The Gresham Police Department has a listening problem
On Tuesday, the city of Gresham released to the public the findings of an outside legal investigation looking at claims made in 2020 about the local police department, Chief Sells, and Deputy City Manager Corey Falls.
For average folks like myself trying to pay attention to what has happened the past few years, the investigation is illuminating — and speaks to a large problem within our Police Department.
For context, Corey Falls was serving as the Sheriff of Jackson County, Ore., when he applied to be Gresham's chief of police in 2016. Because the City Council had initiated a work plan to implement President Obama's 21st Century Policing reforms, Falls was instead asked to take a new senior position that would focus on public safety strategy and reform, including a focus on issues of equity and inclusion.
Falls, a Black man, had previously brought up issues related to systemic racism in law enforcement; this caused Gresham officers who looked into his background to bristle at his leadership, and routinely referred to him as the "failed chief candidate."
Chief Sells, who was in a subordinate role, dismissed the work Falls was hired to do, and refused to implement plans for 21st Century police reforms, as well as equity or inclusion program activities (including necessary trainings).
Instead, Sells fostered a culture within the department which dismissed his work and lacked professionalism or respect. Last fall, Sells shared a letter alleging that Falls was "lazy." Falls was serving in the role of Deputy City Manager, where he has earned praise from many in the community for leading the city's COVID-19 response.
The outside investigation shows that the mistreatment of Falls is just one example indicative of a long pattern of retaliation against those who seek inclusivity and equity in our community. It reinforces the numerous testimonies I have heard first hand demonstrating that the Gresham Police Department is not able to listen to the concerns of our diverse city.
The report is rife with examples of Chief Sells, top police command staff, and former Fire Chief Greg Matthews responding defensively, aggressively and childishly to concerns and comments brought to them — both from their peers like Falls but also from concerned citizens.

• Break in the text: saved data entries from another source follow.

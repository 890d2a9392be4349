//! # Non-blocking event fan-out to multiple subscribers.
//!
//! ```text
//! emit_arc(event)
//!     │
//!     ├──► [queue 1] ──► worker 1 ──► subscriber1.on_event()
//!     │    (bounded)         └──────► panic → SubscriberPanicked
//!     ├──► [queue 2] ──► worker 2 ──► subscriber2.on_event()
//!     └──► [queue N] ──► worker N ──► subscriberN.on_event()
//! ```
//!
//! ## Rules
//! - **Non-blocking**: `emit_arc()` returns immediately (uses `try_send`)
//! - **Per-subscriber FIFO**; no ordering across subscribers
//! - **Overflow**: event dropped for that subscriber only, `SubscriberOverflow` published
//! - **Isolation**: a panicking subscriber is reported and keeps running

use std::any::Any;
use std::panic::AssertUnwindSafe;
use std::sync::Arc;

use futures::FutureExt;
use tokio::sync::mpsc::{self, error::TrySendError};
use tokio::task::JoinHandle;

use crate::events::{Bus, EventKind, RuntimeEvent};
use crate::subscribers::Subscribe;

/// Queue feeding one subscriber, plus the task draining it.
struct Worker {
    name: &'static str,
    queue: mpsc::Sender<Arc<RuntimeEvent>>,
    task: JoinHandle<()>,
}

impl Worker {
    fn spawn(sub: Arc<dyn Subscribe>, bus: Bus) -> Self {
        let name = sub.name();
        let (queue, mut rx) = mpsc::channel::<Arc<RuntimeEvent>>(sub.queue_capacity().max(1));
        let task = tokio::spawn(async move {
            while let Some(ev) = rx.recv().await {
                let delivered = AssertUnwindSafe(sub.on_event(&ev)).catch_unwind().await;
                if let Err(payload) = delivered {
                    bus.publish(RuntimeEvent::subscriber_panicked(
                        name,
                        panic_message(payload.as_ref()),
                    ));
                }
            }
        });
        Self { name, queue, task }
    }
}

/// Fan-out coordinator for runtime event subscribers.
pub struct SubscriberSet {
    workers: Vec<Worker>,
    bus: Bus,
}

impl SubscriberSet {
    /// Spawns one worker per subscriber. Must be called inside a tokio runtime.
    #[must_use]
    pub fn new(subs: Vec<Arc<dyn Subscribe>>, bus: Bus) -> Self {
        let workers = subs
            .into_iter()
            .map(|sub| Worker::spawn(sub, bus.clone()))
            .collect();
        Self { workers, bus }
    }

    /// Queues `event` for every subscriber without waiting.
    ///
    /// A dropped overflow event is not reported again.
    pub fn emit_arc(&self, event: Arc<RuntimeEvent>) {
        let report = event.kind != EventKind::SubscriberOverflow;
        for worker in &self.workers {
            let reason = match worker.queue.try_send(Arc::clone(&event)) {
                Ok(()) => continue,
                Err(TrySendError::Full(_)) => "full",
                Err(TrySendError::Closed(_)) => "closed",
            };
            if report {
                self.bus
                    .publish(RuntimeEvent::subscriber_overflow(worker.name, reason));
            }
        }
    }

    /// Closes every queue and waits until each worker drained it.
    pub async fn shutdown(self) {
        let mut tasks = Vec::with_capacity(self.workers.len());
        for Worker { queue, task, .. } in self.workers {
            drop(queue);
            tasks.push(task);
        }
        for task in tasks {
            let _ = task.await;
        }
    }

    #[must_use]
    pub fn len(&self) -> usize {
        self.workers.len()
    }

    #[must_use]
    pub fn is_empty(&self) -> bool {
        self.workers.is_empty()
    }
}

/// Best-effort text of a panic payload.
pub(crate) fn panic_message(payload: &(dyn Any + Send)) -> String {
    match payload.downcast_ref::<&'static str>() {
        Some(msg) => (*msg).to_string(),
        None => payload
            .downcast_ref::<String>()
            .cloned()
            .unwrap_or_else(|| "unknown panic".to_string()),
    }
}
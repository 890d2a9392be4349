//! # Broker: fan-out of stream events to live subscribers.
//!
//! ```text
//! subscribe() ──► id = ids.next_id() ──► registry[id] = Sender (capacity 1)
//!
//! publish(ev) ── lock ──┬─ ev.consumer == 0 ─► every entry, copy.consumer = entry id
//!                       └─ ev.consumer == n ─► entry n only (first match)
//!                each send awaits the recipient while the lock is held
//!
//! unsubscribe(id) ── lock ──► remove entry (drops Sender, closes channel)
//! close()         ── lock ──► remove every entry
//! ```
//!
//! ## Rules
//! - Publishes are serialized by the registry lock; a slow subscriber stalls
//!   every publisher until it reads
//! - A subscriber whose receiver is gone is skipped, not waited on
//! - Id `0` is never assigned; it addresses every subscriber
//! - Unknown ids are ignored by `unsubscribe` and targeted `publish`

use std::collections::BTreeMap;
use std::sync::Arc;
use std::time::Duration;

use tokio::io::{AsyncWrite, AsyncWriteExt};
use tokio::sync::{mpsc, Mutex};
use tokio_util::sync::CancellationToken;
use tracing::debug;

use super::event::StreamEvent;
use crate::config::Config;
use crate::error::BrokerError;
use crate::ids::{IdGenerator, IdRef};

/// Receiving end of one broker registration.
#[derive(Debug)]
pub struct Subscriber {
    id: u64,
    rx: mpsc::Receiver<StreamEvent>,
}

impl Subscriber {
    /// Distributed id assigned at subscribe time.
    pub fn id(&self) -> u64 {
        self.id
    }

    /// Next event, or `None` once unsubscribed or the broker closed.
    pub async fn recv(&mut self) -> Option<StreamEvent> {
        self.rx.recv().await
    }
}

struct Inner {
    ids: IdRef,
    consumers: Mutex<BTreeMap<u64, mpsc::Sender<StreamEvent>>>,
    keepalive: Option<Duration>,
}

/// Owned registry of stream subscribers. Cheap to clone.
#[derive(Clone)]
pub struct Broker {
    inner: Arc<Inner>,
}

impl Broker {
    pub fn new(ids: IdRef) -> Self {
        Self::with_keepalive(ids, None)
    }

    /// Broker whose HTTP streams send keep-alive comments every `keepalive`.
    pub fn with_keepalive(ids: IdRef, keepalive: Option<Duration>) -> Self {
        Self {
            inner: Arc::new(Inner {
                ids,
                consumers: Mutex::new(BTreeMap::new()),
                keepalive,
            }),
        }
    }

    /// Broker using the configured Sonyflake generator and keep-alive interval.
    pub fn from_config(cfg: &Config) -> Self {
        Self::with_keepalive(Arc::new(cfg.id_generator()), cfg.keepalive())
    }

    /// Registers a new subscriber under a fresh distributed id.
    pub async fn subscribe(&self) -> Result<Subscriber, BrokerError> {
        let mut consumers = self.inner.consumers.lock().await;
        let id = self.inner.ids.next_id()?;
        let (tx, rx) = mpsc::channel(1);
        consumers.insert(id, tx);
        debug!(target: "eventvisor::broker", client = id, total = consumers.len(), "client connected");
        Ok(Subscriber { id, rx })
    }

    /// Removes the registration for `id`, closing its channel.
    ///
    /// Returns `false` if `id` was not registered.
    pub async fn unsubscribe(&self, id: u64) -> bool {
        let mut consumers = self.inner.consumers.lock().await;
        let removed = consumers.remove(&id).is_some();
        debug!(
            target: "eventvisor::broker",
            client = id,
            removed,
            remaining = consumers.len(),
            "client disconnected"
        );
        removed
    }

    /// Delivers `event` and returns the number of subscribers that received it.
    pub async fn publish(&self, event: StreamEvent) -> usize {
        let consumers = self.inner.consumers.lock().await;
        let mut delivered = 0;

        if event.is_broadcast() {
            for (&id, tx) in consumers.iter() {
                let copy = StreamEvent {
                    consumer: id,
                    ..event.clone()
                };
                if tx.send(copy).await.is_ok() {
                    delivered += 1;
                }
            }
        } else if let Some(tx) = consumers.get(&event.consumer) {
            if tx.send(event).await.is_ok() {
                delivered = 1;
            }
        }

        debug!(target: "eventvisor::broker", delivered, "published message");
        delivered
    }

    /// Removes every registration. Safe to call repeatedly.
    pub async fn close(&self) {
        let mut consumers = self.inner.consumers.lock().await;
        let n = consumers.len();
        consumers.clear();
        debug!(target: "eventvisor::broker", closed = n, "broker closed");
    }

    pub async fn len(&self) -> usize {
        self.inner.consumers.lock().await.len()
    }

    pub async fn is_empty(&self) -> bool {
        self.inner.consumers.lock().await.is_empty()
    }

    pub fn ids(&self) -> &dyn IdGenerator {
        self.inner.ids.as_ref()
    }

    pub fn keepalive(&self) -> Option<Duration> {
        self.inner.keepalive
    }

    /// Streams events for one client to `writer` as `data: {json}\n\n` frames.
    ///
    /// The client first receives a greeting addressed to its own id with an
    /// empty message. Returns on cancellation, broker close or write failure,
    /// always unsubscribing first.
    pub async fn serve_stream<W>(&self, writer: &mut W, token: &CancellationToken) -> Result<(), BrokerError>
    where
        W: AsyncWrite + Unpin,
    {
        let mut sub = self.subscribe().await?;
        let id = sub.id();
        let res = self.pump(&mut sub, writer, token).await;
        // Drop the receiver first so a publish blocked on it releases the lock.
        drop(sub);
        self.unsubscribe(id).await;
        res
    }

    async fn pump<W>(&self, sub: &mut Subscriber, writer: &mut W, token: &CancellationToken) -> Result<(), BrokerError>
    where
        W: AsyncWrite + Unpin,
    {
        self.greet(sub.id())?;
        loop {
            let event = tokio::select! {
                biased;
                _ = token.cancelled() => return Ok(()),
                ev = sub.recv() => match ev {
                    Some(ev) => ev,
                    None => return Ok(()),
                },
            };
            // A client that stops reading must not pin the registration.
            tokio::select! {
                biased;
                _ = token.cancelled() => return Ok(()),
                res = write_frame(writer, &event) => res?,
            }
        }
    }

    /// Publishes the self-addressed greeting from a separate task; the caller
    /// is the only reader of that channel.
    pub(crate) fn greet(&self, id: u64) -> Result<(), BrokerError> {
        let greeting = StreamEvent::new(Vec::new(), id, self.ids())?;
        let broker = self.clone();
        tokio::spawn(async move {
            broker.publish(greeting).await;
        });
        Ok(())
    }
}

/// Writes one SSE frame and flushes.
async fn write_frame<W>(writer: &mut W, event: &StreamEvent) -> Result<(), BrokerError>
where
    W: AsyncWrite + Unpin,
{
    let json = serde_json::to_string(&event.to_wire())?;
    writer.write_all(format!("data: {json}\n\n").as_bytes()).await?;
    writer.flush().await?;
    Ok(())
}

Here's one example: Perhaps you have seen the Gresham police cars with the phrase "Do you get nervous when we follow you? Follow us back" (on FB and Twitter). When a concerned citizen reached out in May 2020 to give feedback on what it was like to see those phrases coming from minority communities who are disproportionately profiled by the police, her feedback was dismissed. Police officers responded by saying it was a "lighthearted joke" and others mistakenly attributed the complaint to Falls.
In 2015, renowned Portland educator Dr. Bishop Steven Holt was contracted by the Gresham Police Department to host training and listening sessions on culturally diverse communities. Chief Sells was in attendance when one of her officers interrupted Holt mid sentence to say "who the f___ are you?"
Holt was also told by a commanding level officer to research the grand jury decision in the Michael Brown case and come back and talk "rationally" about if the officer involved was justified in using deadly force.
Ultimately, this kind of insensitive and aggressive behavior was not corrected, and Sells reduced the number of trainings Bishop Holt did with the force.
The Gresham Police Department has a listening problem, and this impacts all of us. In the report published on Tuesday, there are dozens of documented examples of the police department not only ignoring community feedback, but responding defensively and cultivating a culture where people are punished for speaking up.
I do not feel safe knowing this is the general culture of the police department. Our elected leaders — including the mayor and City Council — need to respond to the public investigation and they need to select a permanent city manager who listens to our communities.
Most importantly, Gresham needs a culture change that will prioritize diversity and justice, even in charged areas such as policing.
Corey Falls deserved better, and we do too.
Public apologies should be made. Complicit managers should be disciplined. Chief Sells, who actively impeded the work of police reform, equity and inclusion within the department, should be fired.
As a concerned citizen with two kids in the local public school system here in Rockwood, I am someone who is deeply invested in having a neighborhood that is safe for everyone. But the Gresham Police Department is not an institution I feel I can look up to when it comes to issues of safety and community building.
This is partly because of its proven track record of not listening or learning from marginalized community members, but also because it is actively creating a culture where it is difficult to raise concerns and questions.
Instead, I am looking to the rich resources of the diversity of my neighbors who make Rockwood such a wonderful place to live. Together, through relationships and a shared commitment to making our place better for everyone, we work together and listen to each other when we have concerns and prioritize the voices of the most marginalized. But I am afraid we will make little headway if we continue to enable and support a police department that actively refuses to do the same.
Danielle Mayfield is a writer and English for Speakers of Other Languages teacher who lives in Rockwood. Her most recent book is The Myth of the American Dream: Reflections on Affluence, Autonomy, Safety and Power.